The risk for thromboembolic disease in lupus anticoagulant patients due to pathways involving P-selectin and CD154.

Individuals with lupus anticoagulants (LA) are at risk for thromboembolism (TE). Chronic inflammation is an important characteristic in LA patients which may dispose for TE. Platelets play a key role in inflammation and TE. We therefore investigated gene polymorphisms as well as plasma levels of platelet receptors as predictors of TE in 107 LA patients. We compared 74 patients with a history of thromboembolic disease (TE+), 56 with venous thrombosis (VT), 12 with arterial thrombosis (AT), and six patients who had both, with 33 LA patients without previous thrombosis (TE-).
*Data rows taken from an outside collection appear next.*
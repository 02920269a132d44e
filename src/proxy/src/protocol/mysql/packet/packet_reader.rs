use crate::protocol::mysql::packet::{packet, Packet};

use std::io;
use std::pin::Pin;
use std::task::{Context, Poll};

use tokio::io::{AsyncRead, AsyncReadExt, ReadBuf};
use winnow::error::ErrMode;

const READ_BUFFER_SIZE: usize = 4096;

#[macro_export]
macro_rules! async_packet_read {
    ($reader: expr) => {{
        $reader.next_async().await?.ok_or_else(|| {
            std::io::Error::new(
                std::io::ErrorKind::ConnectionAborted,
                "peer terminated connection",
            )
        })?
    }};
}

/// [PacketReader] pulls bytes off a transport and frames them into MySQL
/// [`Packet`]s. It also implements [`AsyncRead`]: once the handshake phase is
/// over the same value can be used as a plain byte source, draining whatever
/// it buffered past the last packet boundary first. That handover is what the
/// forwarding pipe relies on.
pub struct PacketReader<R> {
    buf: Vec<u8>,
    start: usize,
    remaining: usize,
    pub r: R,
}

impl<R> PacketReader<R> {
    pub fn new(r: R) -> Self {
        PacketReader {
            buf: Vec::new(),
            start: 0,
            remaining: 0,
            r,
        }
    }

    pub fn into_inner(self) -> R {
        self.r
    }
}

impl<R: AsyncRead + Unpin> PacketReader<R> {
    /// Next framed packet, or `None` on a clean EOF at a packet boundary.
    pub async fn next_async(&mut self) -> io::Result<Option<(u8, Packet)>> {
        loop {
            if self.remaining != 0 {
                let framed = {
                    let window = &self.buf[self.start..self.start + self.remaining];
                    match packet(window) {
                        Ok((rest, framed)) => Some(Ok((rest.into_inner().len(), framed))),
                        Err(ErrMode::Incomplete(_)) => None,
                        Err(e) => Some(Err(io::Error::new(
                            io::ErrorKind::InvalidData,
                            format!("malformed packet frame: {e:?}"),
                        ))),
                    }
                };
                if let Some(outcome) = framed {
                    let (rest_len, (seq, pkt)) = outcome?;
                    self.start += self.remaining - rest_len;
                    self.remaining = rest_len;
                    return Ok(Some((seq, pkt)));
                }
            }

            // compact, then pull more bytes from the transport
            self.buf.drain(..self.start);
            self.start = 0;
            let end = self.remaining;
            if self.buf.len() < end + READ_BUFFER_SIZE {
                self.buf.resize(end + READ_BUFFER_SIZE, 0);
            }
            let read = self.r.read(&mut self.buf[end..]).await?;
            self.remaining = end + read;
            if read == 0 {
                self.buf.truncate(self.remaining);
                return if self.remaining == 0 {
                    Ok(None)
                } else {
                    Err(io::Error::new(
                        io::ErrorKind::UnexpectedEof,
                        format!("{} unhandled bytes", self.remaining),
                    ))
                };
            }
        }
    }
}

impl<R: AsyncRead + Unpin> AsyncRead for PacketReader<R> {
    fn poll_read(
        self: Pin<&mut Self>,
        cx: &mut Context<'_>,
        buf: &mut ReadBuf<'_>,
    ) -> Poll<io::Result<()>> {
        let this = self.get_mut();
        if this.remaining != 0 {
            let take = this.remaining.min(buf.remaining());
            buf.put_slice(&this.buf[this.start..this.start + take]);
            this.start += take;
            this.remaining -= take;
            if this.remaining == 0 {
                this.buf.clear();
                this.start = 0;
            }
            Poll::Ready(Ok(()))
        } else {
            Pin::new(&mut this.r).poll_read(cx, buf)
        }
    }
}

#[cfg(test)]
mod tests {
    use super::*;
    use std::io::Cursor;

    #[tokio::test]
    async fn frames_two_packets() {
        let bytes = vec![0x01, 0, 0, 0, 0x0e, 0x02, 0, 0, 1, 0x03, 0x31];
        let mut reader = PacketReader::new(Cursor::new(bytes));
        let (seq, pkt) = reader.next_async().await.unwrap().unwrap();
        assert_eq!(seq, 0);
        assert_eq!(&*pkt, &[0x0e][..]);
        let (seq, pkt) = reader.next_async().await.unwrap().unwrap();
        assert_eq!(seq, 1);
        assert_eq!(&*pkt, &[0x03, 0x31][..]);
        assert!(reader.next_async().await.unwrap().is_none());
    }

    #[tokio::test]
    async fn eof_mid_packet_is_an_error() {
        let bytes = vec![0x05, 0, 0, 0, 0x03];
        let mut reader = PacketReader::new(Cursor::new(bytes));
        let err = reader.next_async().await.unwrap_err();
        assert_eq!(err.kind(), io::ErrorKind::UnexpectedEof);
    }

    #[tokio::test]
    async fn leftover_bytes_drain_through_async_read() {
        // one framed packet followed by raw bytes that belong to the pipe phase
        let bytes = vec![0x01, 0, 0, 0, 0x0e, 0xde, 0xad, 0xbe, 0xef];
        let mut reader = PacketReader::new(Cursor::new(bytes));
        let _ = reader.next_async().await.unwrap().unwrap();

        let mut rest = Vec::new();
        reader.read_to_end(&mut rest).await.unwrap();
        assert_eq!(rest, vec![0xde, 0xad, 0xbe, 0xef]);
    }
}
The P-selectin Pro715 allele was slightly more frequent in VT (OR = 3.167,95% CI 0.955-10.503; p = 0.0594), but no patient with AT had this allele (OR = 0.099, 95 % CI 0.001-0.790; p = 0.0238) which therefore may protect from AT. Plasma levels of P-selectin, collected a median of 35 months (range 2-329 months) after the last thrombotic event, were higher in patients withVT (p = 0.0096) than in TE-, but not with AT (p = 0.4713). These high P-selectin levels were not explained by the P-selectin polymorphism. The CA repeat polymorphism in the 3'-noncoding region of CD154 was significantly associated with the development of AT (OR = 4.035,95 % CI 1.329-12.249; p = 0.0138). Plasma levels of CD154 were not significantly different among the subgroups. Thus, the Thr715Pro polymorphism of P-selectin and CA repeats of CD154 are differentiating between the risk for VT and AT. Further, soluble P-selectin is elevated in LA patients with previous VT, but its role to predict VT needs to be evaluated in prospective studies.